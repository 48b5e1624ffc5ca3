//! Reconciliation engine
//!
//! Stateless apart from the two space ids, the tracked marker and the log
//! context. Every call re-fetches spaces, members and the marker.

use super::decision::{decide, Correction};
use super::error::SyncError;
use super::outcome::{SweepReport, SyncOutcome};
use crate::config::SyncConfig;
use crate::directory::{Directory, Mutator};
use crate::logging::LogContext;
use crate::metrics;
use crate::model::{Member, Space, SpaceId, SpaceSide, TrackedMarker, UserId};
use futures::FutureExt;
use std::any::Any;
use std::panic::AssertUnwindSafe;
use std::sync::Arc;
use tracing::{debug, error, info, warn};

/// The source and mirror space ids
#[derive(Debug, Clone, PartialEq, Eq)]
pub struct SpacePair {
    pub source: SpaceId,
    pub mirror: SpaceId,
}

impl SpacePair {
    pub fn new(source: impl Into<SpaceId>, mirror: impl Into<SpaceId>) -> Self {
        Self { source: source.into(), mirror: mirror.into() }
    }

    pub fn get(&self, side: SpaceSide) -> &SpaceId {
        match side {
            SpaceSide::Source => &self.source,
            SpaceSide::Mirror => &self.mirror,
        }
    }

    /// Which side a space plays, if it is one of the pair
    pub fn side_of(&self, space_id: &SpaceId) -> Option<SpaceSide> {
        if space_id == &self.source {
            Some(SpaceSide::Source)
        } else if space_id == &self.mirror {
            Some(SpaceSide::Mirror)
        } else {
            None
        }
    }
}

/// Mirrors the tracked marker from the source space onto the mirror space
pub struct RoleSyncEngine<D, M> {
    directory: Arc<D>,
    mutator: Arc<M>,
    spaces: SpacePair,
    tracked: TrackedMarker,
    log: LogContext,
}

impl<D, M> RoleSyncEngine<D, M>
where
    D: Directory,
    M: Mutator,
{
    pub fn new(
        directory: Arc<D>,
        mutator: Arc<M>,
        spaces: SpacePair,
        tracked: TrackedMarker,
        log: LogContext,
    ) -> Self {
        Self { directory, mutator, spaces, tracked, log }
    }

    /// Build from validated configuration
    pub fn from_config(directory: Arc<D>, mutator: Arc<M>, config: &SyncConfig, log: LogContext) -> Self {
        Self::new(
            directory,
            mutator,
            SpacePair::new(config.source_space_id.clone(), config.mirror_space_id.clone()),
            TrackedMarker::new(config.tracked_marker.clone()),
            log,
        )
    }

    pub fn spaces(&self) -> &SpacePair {
        &self.spaces
    }

    pub fn tracked_marker(&self) -> &TrackedMarker {
        &self.tracked
    }

    pub fn log_context(&self) -> &LogContext {
        &self.log
    }

    /// Reconcile one user.
    ///
    /// Never fails: every problem, including a panic inside a collaborator,
    /// comes back as an outcome with `success == false`.
    pub async fn sync_status(&self, user_id: &UserId) -> SyncOutcome {
        let outcome = match AssertUnwindSafe(self.reconcile(user_id)).catch_unwind().await {
            Ok(outcome) => outcome,
            Err(panic) => {
                let err = SyncError::Internal(panic_message(&*panic));
                self.log.in_scope(|| error!(user_id = %user_id, "Reconciliation panicked: {}", err));
                SyncOutcome::failed(user_id.clone(), None, &err)
            }
        };

        metrics::record_outcome(&outcome);
        outcome
    }

    async fn reconcile(&self, user_id: &UserId) -> SyncOutcome {
        let mut username = None;
        match self.try_reconcile(user_id, &mut username).await {
            Ok(outcome) => outcome,
            Err(err) => SyncOutcome::failed(user_id.clone(), username.as_deref(), &err),
        }
    }

    async fn try_reconcile(
        &self,
        user_id: &UserId,
        username: &mut Option<String>,
    ) -> Result<SyncOutcome, SyncError> {
        let source = self.resolve(SpaceSide::Source).await?;
        let mirror = self.resolve(SpaceSide::Mirror).await?;

        let source_lookup = self.directory.get_member(&source, user_id).await;
        let mirror_lookup = self.directory.get_member(&mirror, user_id).await;

        *username = known_username(&source_lookup).or_else(|| known_username(&mirror_lookup));

        let source_member = source_lookup.map_err(|e| self.lookup_failed(SpaceSide::Source, user_id, e))?;
        let mirror_member = mirror_lookup.map_err(|e| self.lookup_failed(SpaceSide::Mirror, user_id, e))?;

        let (source_member, mirror_member) = match (source_member, mirror_member) {
            (Some(a), Some(b)) => (a, b),
            _ => {
                let err = SyncError::MemberAbsent { user_id: user_id.clone() };
                self.log.in_scope(|| warn!("{}", err));
                return Err(err);
            }
        };

        let marker = self
            .directory
            .find_marker(&mirror, &self.tracked)
            .await
            .map_err(|e| SyncError::space(SpaceSide::Mirror, &mirror.id, e))?;

        let Some(marker) = marker else {
            let err = SyncError::MarkerUndefined {
                marker: self.tracked.clone(),
                space: display_name(&mirror),
            };
            self.log.in_scope(|| warn!("{}", err));
            return Err(err);
        };

        let tag = source_member.username.clone();
        let decision = decide(
            self.tracked.is_carried_by(&source_member),
            self.tracked.is_carried_by(&mirror_member),
        );

        match decision.correction() {
            Correction::NoChange => {
                self.log.in_scope(|| debug!("No {} role sync needed for {}", self.tracked, tag));
                Ok(SyncOutcome::unchanged(user_id.clone(), tag))
            }
            Correction::Grant => {
                if let Err(e) = self.mutator.grant(&mirror_member, &marker).await {
                    return Err(self.mutation_failed(&mirror_member, SyncError::grant(&self.tracked, e)));
                }
                self.log.in_scope(|| {
                    info!("Added {} role to {} in {}", self.tracked, tag, display_name(&mirror))
                });
                Ok(SyncOutcome::changed(user_id.clone(), tag, true))
            }
            Correction::Revoke => {
                if let Err(e) = self.mutator.revoke(&mirror_member, &marker).await {
                    return Err(self.mutation_failed(&mirror_member, SyncError::revoke(&self.tracked, e)));
                }
                self.log.in_scope(|| {
                    info!("Removed {} role from {} in {}", self.tracked, tag, display_name(&mirror))
                });
                Ok(SyncOutcome::changed(user_id.clone(), tag, false))
            }
        }
    }

    async fn resolve(&self, side: SpaceSide) -> Result<Space, SyncError> {
        let space_id = self.spaces.get(side);
        self.directory.get_space(space_id).await.map_err(|e| {
            let err = SyncError::space(side, space_id, e);
            self.log.in_scope(|| error!("{}", err));
            err
        })
    }

    fn lookup_failed(&self, side: SpaceSide, user_id: &UserId, err: crate::directory::DirectoryError) -> SyncError {
        let err = SyncError::lookup(side, user_id, err);
        self.log.in_scope(|| warn!("{}", err));
        err
    }

    fn mutation_failed(&self, member: &Member, err: SyncError) -> SyncError {
        self.log.in_scope(|| error!(user = %member.username, "{}", err));
        err
    }

    /// Reconcile every member of the source space.
    ///
    /// Both spaces must resolve before any member is touched; otherwise the
    /// sweep aborts with the resolution error.
    pub async fn sync_all_members(&self) -> Result<SweepReport, SyncError> {
        self.log.in_scope(|| info!("Starting full {} role synchronization", self.tracked));

        let source = self.begin_sweep(SpaceSide::Source).await?;
        self.begin_sweep(SpaceSide::Mirror).await?;

        let members = self.list_for_sweep(SpaceSide::Source, &source).await?;
        let report = self.sweep(members).await;

        self.log.in_scope(|| {
            info!(
                added = report.added,
                removed = report.removed,
                errors = report.errors,
                "Full synchronization completed. Added: {}, Removed: {}, Errors: {}",
                report.added,
                report.removed,
                report.errors
            )
        });
        metrics::record_sweep(&report);
        Ok(report)
    }

    /// Reconcile every member already present in the mirror space
    pub async fn sync_existing_members(&self) -> Result<SweepReport, SyncError> {
        self.log.in_scope(|| info!("Syncing existing members in mirror space"));

        let mirror = self.begin_sweep(SpaceSide::Mirror).await?;
        let members = self.list_for_sweep(SpaceSide::Mirror, &mirror).await?;
        let report = self.sweep(members).await;

        self.log.in_scope(|| {
            info!(
                synced = report.synced(),
                errors = report.errors,
                "Existing member sync completed. Synced {} members.",
                report.synced()
            )
        });
        metrics::record_sweep(&report);
        Ok(report)
    }

    async fn begin_sweep(&self, side: SpaceSide) -> Result<Space, SyncError> {
        self.resolve(side).await.map_err(|err| {
            self.log.in_scope(|| error!("Could not fetch {} space for sweep", side));
            metrics::record_sweep_aborted();
            err
        })
    }

    async fn list_for_sweep(&self, side: SpaceSide, space: &Space) -> Result<Vec<Member>, SyncError> {
        self.directory.list_members(space).await.map_err(|e| {
            let err = SyncError::space(side, &space.id, e);
            self.log.in_scope(|| error!("Error during sweep: {}", err));
            metrics::record_sweep_aborted();
            err
        })
    }

    async fn sweep(&self, members: Vec<Member>) -> SweepReport {
        let mut report = SweepReport::default();
        for member in members {
            let outcome = self.sync_status(&member.user_id).await;
            report.record(&outcome);
        }
        report
    }
}

fn known_username<E>(lookup: &Result<Option<Member>, E>) -> Option<String> {
    match lookup {
        Ok(Some(member)) => Some(member.username.clone()),
        _ => None,
    }
}

fn display_name(space: &Space) -> String {
    if space.name.is_empty() {
        space.id.to_string()
    } else {
        space.name.clone()
    }
}

fn panic_message(panic: &(dyn Any + Send)) -> String {
    if let Some(msg) = panic.downcast_ref::<&str>() {
        msg.to_string()
    } else if let Some(msg) = panic.downcast_ref::<String>() {
        msg.clone()
    } else {
        "collaborator panicked".to_string()
    }
}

····················

**Work item**
Repeat exactly the lines of the data from the first one through the line with "mirror space ids", both of them included.

**Completed task**
repository 48b5e1624ffc5ca3
//! Reconciliation engine
//!
//! Stateless apart from the two space ids, the tracked marker and the log
//! context. Every call re-fetches spaces, members and the marker.

use super::decision::{decide, Correction};
use super::error::SyncError;
use super::outcome::{SweepReport, SyncOutcome};
use crate::config::SyncConfig;
use crate::directory::{Directory, Mutator};
use crate::logging::LogContext;
use crate::metrics;
use crate::model::{Member, Space, SpaceId, SpaceSide, TrackedMarker, UserId};
use futures::FutureExt;
use std::any::Any;
use std::panic::AssertUnwindSafe;
use std::sync::Arc;
use tracing::{debug, error, info, warn};

/// The source and mirror space ids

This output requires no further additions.